**Work order**: Would you please repeat the data that follows, exactly as it reads?

**Data for review**:
______________________________

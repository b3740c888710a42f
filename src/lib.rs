//! # Tour booking backend library

#[macro_use]
extern crate tracing;

use std::sync::Arc;

use axum::extract::FromRef;
use axum_extra::extract::cookie::Key;
use common::{DbPool, RedisConn};
use lifecycle::Clock;

mod config;
mod seeder;

pub mod controllers;
pub mod middleware;
pub mod routes;
pub mod schemas;
pub mod session;
pub mod sweeper;

pub use config::*;
pub use seeder::*;

/// Source of the current time shared by all request handlers
pub type SharedClock = Arc<dyn Clock>;

/// Common state of the app
#[derive(Clone)]
pub struct AppState {
	pub config:           Config,
	pub database_pool:    DbPool,
	pub redis_connection: RedisConn,
	pub cookie_jar_key:   Key,
	pub clock:            SharedClock,
}

impl FromRef<AppState> for Config {
	fn from_ref(input: &AppState) -> Self { input.config.clone() }
}

impl FromRef<AppState> for DbPool {
	fn from_ref(input: &AppState) -> Self { input.database_pool.clone() }
}

impl FromRef<AppState> for RedisConn {
	fn from_ref(input: &AppState) -> Self { input.redis_connection.clone() }
}

impl FromRef<AppState> for Key {
	fn from_ref(input: &AppState) -> Self { input.cookie_jar_key.clone() }
}

impl FromRef<AppState> for SharedClock {
	fn from_ref(input: &AppState) -> Self { input.clock.clone() }
}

______________________________

**Written solution**:
repository b3740c888710a42f
filename src/lib.rs
//! # Tour booking backend library

#[macro_use]
extern crate tracing;

use std::sync::Arc;

use axum::extract::FromRef;
use axum_extra::extract::cookie::Key;
use common::{DbPool, RedisConn};
use lifecycle::Clock;

mod config;
mod seeder;

pub mod controllers;
pub mod middleware;
pub mod routes;
pub mod schemas;
pub mod session;
pub mod sweeper;

pub use config::*;
pub use seeder::*;

/// Source of the current time shared by all request handlers
pub type SharedClock = Arc<dyn Clock>;

/// Common state of the app
#[derive(Clone)]
pub struct AppState {
	pub config:           Config,
	pub database_pool:    DbPool,
	pub redis_connection: RedisConn,
	pub cookie_jar_key:   Key,
	pub clock:            SharedClock,
}

impl FromRef<AppState> for Config {
	fn from_ref(input: &AppState) -> Self { input.config.clone() }
}

impl FromRef<AppState> for DbPool {
	fn from_ref(input: &AppState) -> Self { input.database_pool.clone() }
}

impl FromRef<AppState> for RedisConn {
	fn from_ref(input: &AppState) -> Self { input.redis_connection.clone() }
}

impl FromRef<AppState> for Key {
	fn from_ref(input: &AppState) -> Self { input.cookie_jar_key.clone() }
}

impl FromRef<AppState> for SharedClock {
	fn from_ref(input: &AppState) -> Self { input.clock.clone() }
}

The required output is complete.